Your instructions: Report each line of the records below that holds the word "templates".

Data shown:
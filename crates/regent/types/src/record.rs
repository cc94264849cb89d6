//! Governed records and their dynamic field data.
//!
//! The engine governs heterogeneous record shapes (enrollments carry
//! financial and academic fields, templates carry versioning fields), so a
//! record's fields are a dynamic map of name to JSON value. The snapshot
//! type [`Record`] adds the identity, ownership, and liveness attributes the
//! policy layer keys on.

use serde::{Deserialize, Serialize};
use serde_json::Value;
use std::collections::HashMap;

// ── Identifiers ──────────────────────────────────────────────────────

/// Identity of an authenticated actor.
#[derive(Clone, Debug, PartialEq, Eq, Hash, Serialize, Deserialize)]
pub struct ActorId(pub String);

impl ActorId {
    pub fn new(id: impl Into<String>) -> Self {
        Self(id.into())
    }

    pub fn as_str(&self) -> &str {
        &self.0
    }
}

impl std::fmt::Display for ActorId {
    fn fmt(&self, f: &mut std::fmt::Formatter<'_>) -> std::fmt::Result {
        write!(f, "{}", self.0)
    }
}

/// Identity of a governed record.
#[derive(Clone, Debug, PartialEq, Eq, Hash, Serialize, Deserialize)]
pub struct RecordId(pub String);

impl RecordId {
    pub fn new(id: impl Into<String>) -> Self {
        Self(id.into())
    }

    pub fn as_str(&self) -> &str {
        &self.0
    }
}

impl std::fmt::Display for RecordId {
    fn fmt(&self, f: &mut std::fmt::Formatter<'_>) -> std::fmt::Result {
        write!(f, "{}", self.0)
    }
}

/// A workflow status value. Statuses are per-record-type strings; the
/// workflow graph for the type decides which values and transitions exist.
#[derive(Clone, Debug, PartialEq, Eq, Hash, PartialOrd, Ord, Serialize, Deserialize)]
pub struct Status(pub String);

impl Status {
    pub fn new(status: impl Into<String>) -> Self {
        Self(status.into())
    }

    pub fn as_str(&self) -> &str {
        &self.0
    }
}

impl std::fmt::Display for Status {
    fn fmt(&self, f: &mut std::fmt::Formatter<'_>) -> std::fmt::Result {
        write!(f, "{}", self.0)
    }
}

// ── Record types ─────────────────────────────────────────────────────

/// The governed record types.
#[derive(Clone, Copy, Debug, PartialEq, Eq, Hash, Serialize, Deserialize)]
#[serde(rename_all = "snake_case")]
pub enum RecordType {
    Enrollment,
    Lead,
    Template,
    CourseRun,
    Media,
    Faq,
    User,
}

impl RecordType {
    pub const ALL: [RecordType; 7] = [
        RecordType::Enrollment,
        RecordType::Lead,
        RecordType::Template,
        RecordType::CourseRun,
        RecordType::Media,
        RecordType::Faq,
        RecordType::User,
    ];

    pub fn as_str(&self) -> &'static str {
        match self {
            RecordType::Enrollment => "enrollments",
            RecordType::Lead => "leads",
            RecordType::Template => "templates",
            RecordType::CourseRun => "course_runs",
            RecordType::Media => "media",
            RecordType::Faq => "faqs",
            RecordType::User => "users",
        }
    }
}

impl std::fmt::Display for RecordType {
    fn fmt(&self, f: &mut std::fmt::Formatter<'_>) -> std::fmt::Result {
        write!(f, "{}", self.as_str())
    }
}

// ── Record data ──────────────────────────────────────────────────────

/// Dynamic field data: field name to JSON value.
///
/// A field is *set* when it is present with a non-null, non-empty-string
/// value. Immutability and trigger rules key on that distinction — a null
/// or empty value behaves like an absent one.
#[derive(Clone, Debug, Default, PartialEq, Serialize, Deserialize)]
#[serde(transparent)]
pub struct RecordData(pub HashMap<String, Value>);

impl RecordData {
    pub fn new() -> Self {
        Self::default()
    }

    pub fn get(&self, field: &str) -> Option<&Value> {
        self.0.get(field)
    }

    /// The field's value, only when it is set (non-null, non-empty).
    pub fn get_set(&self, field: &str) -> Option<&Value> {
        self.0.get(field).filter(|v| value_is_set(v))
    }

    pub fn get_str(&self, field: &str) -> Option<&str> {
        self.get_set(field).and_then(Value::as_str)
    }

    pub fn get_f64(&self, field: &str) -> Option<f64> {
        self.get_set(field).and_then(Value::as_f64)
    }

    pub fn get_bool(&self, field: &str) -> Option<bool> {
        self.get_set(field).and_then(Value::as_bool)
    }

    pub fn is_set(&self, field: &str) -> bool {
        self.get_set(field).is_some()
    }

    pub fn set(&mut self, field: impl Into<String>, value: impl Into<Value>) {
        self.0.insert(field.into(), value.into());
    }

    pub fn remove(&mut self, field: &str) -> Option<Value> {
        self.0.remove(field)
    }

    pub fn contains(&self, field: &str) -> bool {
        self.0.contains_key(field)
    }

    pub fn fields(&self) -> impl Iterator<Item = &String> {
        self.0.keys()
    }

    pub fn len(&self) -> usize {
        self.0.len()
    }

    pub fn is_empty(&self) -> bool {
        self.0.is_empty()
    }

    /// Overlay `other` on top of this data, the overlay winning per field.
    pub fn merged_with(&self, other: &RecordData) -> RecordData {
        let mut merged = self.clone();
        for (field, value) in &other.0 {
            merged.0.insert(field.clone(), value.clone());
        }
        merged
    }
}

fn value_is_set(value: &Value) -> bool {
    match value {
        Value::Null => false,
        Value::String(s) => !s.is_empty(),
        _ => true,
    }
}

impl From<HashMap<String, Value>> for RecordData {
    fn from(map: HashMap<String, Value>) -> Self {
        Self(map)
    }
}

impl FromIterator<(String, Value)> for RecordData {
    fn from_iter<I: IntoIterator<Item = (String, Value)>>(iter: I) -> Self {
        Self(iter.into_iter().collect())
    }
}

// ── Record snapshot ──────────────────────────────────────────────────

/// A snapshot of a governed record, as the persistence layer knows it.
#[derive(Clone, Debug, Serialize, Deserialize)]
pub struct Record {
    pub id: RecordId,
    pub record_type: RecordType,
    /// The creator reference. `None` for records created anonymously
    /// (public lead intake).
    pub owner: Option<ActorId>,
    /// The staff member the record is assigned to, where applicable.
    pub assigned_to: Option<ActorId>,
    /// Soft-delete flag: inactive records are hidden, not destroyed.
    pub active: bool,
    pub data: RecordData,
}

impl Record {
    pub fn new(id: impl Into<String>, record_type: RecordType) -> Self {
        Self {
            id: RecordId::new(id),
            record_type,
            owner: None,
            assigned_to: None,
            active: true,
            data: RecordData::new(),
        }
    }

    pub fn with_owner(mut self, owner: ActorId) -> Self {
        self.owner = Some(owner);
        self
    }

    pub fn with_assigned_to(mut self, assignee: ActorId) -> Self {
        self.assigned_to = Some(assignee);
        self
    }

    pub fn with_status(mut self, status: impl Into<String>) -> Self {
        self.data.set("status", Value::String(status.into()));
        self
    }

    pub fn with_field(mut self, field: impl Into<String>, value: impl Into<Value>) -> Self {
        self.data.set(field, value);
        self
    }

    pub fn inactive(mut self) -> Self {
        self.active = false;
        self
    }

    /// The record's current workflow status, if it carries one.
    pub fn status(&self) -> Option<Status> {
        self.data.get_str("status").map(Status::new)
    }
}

Result of this task:
//! financial and academic fields, templates carry versioning fields), so a
            RecordType::Template => "templates",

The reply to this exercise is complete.